Oropharyngeal Airway

Temporary ventilation of the unconscious pt while preparing to intubate
Preferred method
1. Select correct size
- extends from pts mouth to external auditory canal.
- 2-3 typical for adults
2. Use a tongue blade to depress the tongue (don't gag them).
3. Insert the airway posteriorly.
4. Remove the tongue blade
5. Ventilate with bag-valve-mask
1. Insert the airway upside down.
2. Then rotate to slip into place
- not in children: rotation may damage the mouth/pharynx.
This is not for the conscious pt --> risk of inducing gagging, vomiting, aspiration.

Nasopharyngeal Airway

If facial fractures; risk of brain injury through skull base.

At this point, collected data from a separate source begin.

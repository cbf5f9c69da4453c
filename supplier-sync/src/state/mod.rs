//! Durable run state.

mod cutoff;

pub use cutoff::{CutoffStore, FileCutoffStore, DEFAULT_CUTOFF_FILE};
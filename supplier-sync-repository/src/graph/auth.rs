//! OAuth2 client-credentials authentication for Microsoft Graph.

use chrono::{DateTime, Duration, Utc};
use serde::Deserialize;
use tokio::sync::RwLock;
use tracing::{debug, instrument};

use crate::config::GraphConfig;
use crate::errors::IndexError;

/// OAuth2 token response from Azure AD.
#[derive(Debug, Deserialize)]
struct TokenResponse {
    access_token: String,
    #[serde(default = "default_expires_in")]
    expires_in: i64,
}

fn default_expires_in() -> i64 {
    3600
}

/// Cached OAuth2 access token.
#[derive(Debug, Clone)]
struct CachedToken {
    access_token: String,
    expires_at: DateTime<Utc>,
}

impl CachedToken {
    /// Returns true if the token is expired or will expire within the grace period.
    fn is_expired(&self, grace_period: Duration) -> bool {
        Utc::now() + grace_period >= self.expires_at
    }
}

/// Token cache for the Graph app registration.
///
/// Tokens are reused until they are within `grace_period` of expiry.
#[derive(Debug)]
pub struct GraphTokenCache {
    config: GraphConfig,
    http_client: reqwest::Client,
    cached_token: RwLock<Option<CachedToken>>,
    grace_period: Duration,
}

impl GraphTokenCache {
    /// Creates a new token cache with a five minute refresh grace period.
    pub fn new(config: GraphConfig, http_client: reqwest::Client) -> Self {
        Self {
            config,
            http_client,
            cached_token: RwLock::new(None),
            grace_period: Duration::minutes(5),
        }
    }

    /// Gets a valid access token, refreshing if necessary.
    #[instrument(skip(self), fields(tenant_id = %self.config.tenant_id))]
    pub async fn get_token(&self) -> Result<String, IndexError> {
        {
            let cache = self.cached_token.read().await;
            if let Some(ref token) = *cache {
                if !token.is_expired(self.grace_period) {
                    debug!("Using cached Graph token");
                    return Ok(token.access_token.clone());
                }
            }
        }

        debug!("Refreshing Graph access token");
        let new_token = self.acquire_token().await?;

        let mut cache = self.cached_token.write().await;
        *cache = Some(new_token.clone());

        Ok(new_token.access_token)
    }

    /// Invalidates the cached token, forcing a refresh on next use.
    pub async fn invalidate(&self) {
        let mut cache = self.cached_token.write().await;
        *cache = None;
    }

    async fn acquire_token(&self) -> Result<CachedToken, IndexError> {
        let scope = self.config.scope();
        let params = [
            ("grant_type", "client_credentials"),
            ("client_id", self.config.client_id.as_str()),
            ("client_secret", self.config.client_secret.as_str()),
            ("scope", scope.as_str()),
        ];

        let response = self
            .http_client
            .post(self.config.token_url())
            .form(&params)
            .send()
            .await
            .map_err(|e| IndexError::auth(format!("Token request failed: {}", e)))?;

        if !response.status().is_success() {
            let status = response.status();
            let body = response.text().await.unwrap_or_default();
            return Err(IndexError::auth(format!(
                "Token request failed with status {}: {}",
                status, body
            )));
        }

        let token_response: TokenResponse = response
            .json()
            .await
            .map_err(|e| IndexError::auth(format!("Failed to parse token response: {}", e)))?;

        let expires_at = Utc::now() + Duration::seconds(token_response.expires_in);
        debug!(expires_at = %expires_at, "Acquired new Graph token");

        Ok(CachedToken {
            access_token: token_response.access_token,
            expires_at,
        })
    }
}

Used when a pt would gag on an oropharyngeal airway
1. Lubricate well a correctly sized airway
- size 6-7.5 typical.
2. Check nasal passages for obstruction, eg polyps, #, haemorrhage)
- insert into less obstructed nostril
3. Insert tip into nostril, directing posteriorly & towards the ear.
4. Insert through the nostril into the hypopharynx with slight rotation
- flange should rest against nostril.
5. Ventilate with bag-valve-mask
Preferred in the conscious pt
- better tolerated, less gagging.
If obstruction encountered try the other side.
If its tip is seen in the oropharynx, it is possible to pass an NG tube through it for a patient with midface fractures.